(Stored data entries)
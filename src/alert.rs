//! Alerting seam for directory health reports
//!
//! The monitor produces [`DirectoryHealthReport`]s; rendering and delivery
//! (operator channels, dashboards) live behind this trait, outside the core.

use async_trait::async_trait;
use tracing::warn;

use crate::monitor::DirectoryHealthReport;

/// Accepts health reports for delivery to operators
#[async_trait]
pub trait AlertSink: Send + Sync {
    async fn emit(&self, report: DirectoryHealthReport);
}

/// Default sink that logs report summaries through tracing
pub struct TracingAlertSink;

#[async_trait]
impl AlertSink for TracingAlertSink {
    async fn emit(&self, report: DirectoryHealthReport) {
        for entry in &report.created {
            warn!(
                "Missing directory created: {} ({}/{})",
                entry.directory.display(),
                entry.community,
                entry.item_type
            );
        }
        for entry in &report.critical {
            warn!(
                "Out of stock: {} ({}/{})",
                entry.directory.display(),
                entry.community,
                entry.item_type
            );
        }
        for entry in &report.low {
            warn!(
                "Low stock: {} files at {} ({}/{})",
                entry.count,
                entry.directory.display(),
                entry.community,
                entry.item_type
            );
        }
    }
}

---

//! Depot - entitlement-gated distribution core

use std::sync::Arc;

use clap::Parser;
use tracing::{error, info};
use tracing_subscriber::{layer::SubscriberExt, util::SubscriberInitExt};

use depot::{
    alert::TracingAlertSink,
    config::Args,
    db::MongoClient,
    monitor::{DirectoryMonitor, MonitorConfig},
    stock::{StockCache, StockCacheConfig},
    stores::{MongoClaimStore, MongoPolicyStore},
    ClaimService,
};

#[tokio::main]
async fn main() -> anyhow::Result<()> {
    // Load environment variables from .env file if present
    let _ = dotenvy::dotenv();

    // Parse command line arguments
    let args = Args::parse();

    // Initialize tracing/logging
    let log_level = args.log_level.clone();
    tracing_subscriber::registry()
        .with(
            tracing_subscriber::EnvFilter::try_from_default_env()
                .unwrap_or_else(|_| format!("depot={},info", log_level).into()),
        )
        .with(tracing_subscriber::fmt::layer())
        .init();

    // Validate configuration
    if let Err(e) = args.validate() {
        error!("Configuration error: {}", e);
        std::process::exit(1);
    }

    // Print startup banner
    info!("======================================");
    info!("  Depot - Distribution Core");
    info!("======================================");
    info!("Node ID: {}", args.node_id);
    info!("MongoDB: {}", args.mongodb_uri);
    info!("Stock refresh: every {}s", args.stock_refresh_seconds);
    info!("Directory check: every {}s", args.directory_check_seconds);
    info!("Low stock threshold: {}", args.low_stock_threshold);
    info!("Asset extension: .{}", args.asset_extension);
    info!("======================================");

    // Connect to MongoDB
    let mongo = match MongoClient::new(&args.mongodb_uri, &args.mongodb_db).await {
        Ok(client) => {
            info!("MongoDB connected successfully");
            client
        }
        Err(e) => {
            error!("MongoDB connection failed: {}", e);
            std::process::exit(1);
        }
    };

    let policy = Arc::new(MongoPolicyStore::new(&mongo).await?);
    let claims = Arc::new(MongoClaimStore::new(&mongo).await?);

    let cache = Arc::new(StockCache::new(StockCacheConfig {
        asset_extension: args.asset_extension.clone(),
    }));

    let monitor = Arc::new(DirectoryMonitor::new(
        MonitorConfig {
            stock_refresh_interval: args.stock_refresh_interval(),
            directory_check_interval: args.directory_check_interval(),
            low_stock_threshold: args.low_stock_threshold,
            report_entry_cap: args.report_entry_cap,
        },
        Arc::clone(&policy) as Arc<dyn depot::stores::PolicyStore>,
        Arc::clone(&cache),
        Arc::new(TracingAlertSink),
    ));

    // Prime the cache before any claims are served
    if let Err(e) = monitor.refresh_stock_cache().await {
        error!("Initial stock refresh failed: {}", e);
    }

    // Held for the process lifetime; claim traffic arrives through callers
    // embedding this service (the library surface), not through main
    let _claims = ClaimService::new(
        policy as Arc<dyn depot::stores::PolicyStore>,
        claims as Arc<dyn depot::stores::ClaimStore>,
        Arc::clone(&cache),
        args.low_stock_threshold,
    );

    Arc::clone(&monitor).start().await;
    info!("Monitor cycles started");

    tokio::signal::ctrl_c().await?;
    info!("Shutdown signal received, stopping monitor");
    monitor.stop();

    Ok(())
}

▸ Exercise directions
Determine the count of lines in the data that contain the string "MongoClient", and reply with that count alone.

▸ Finished exercise
2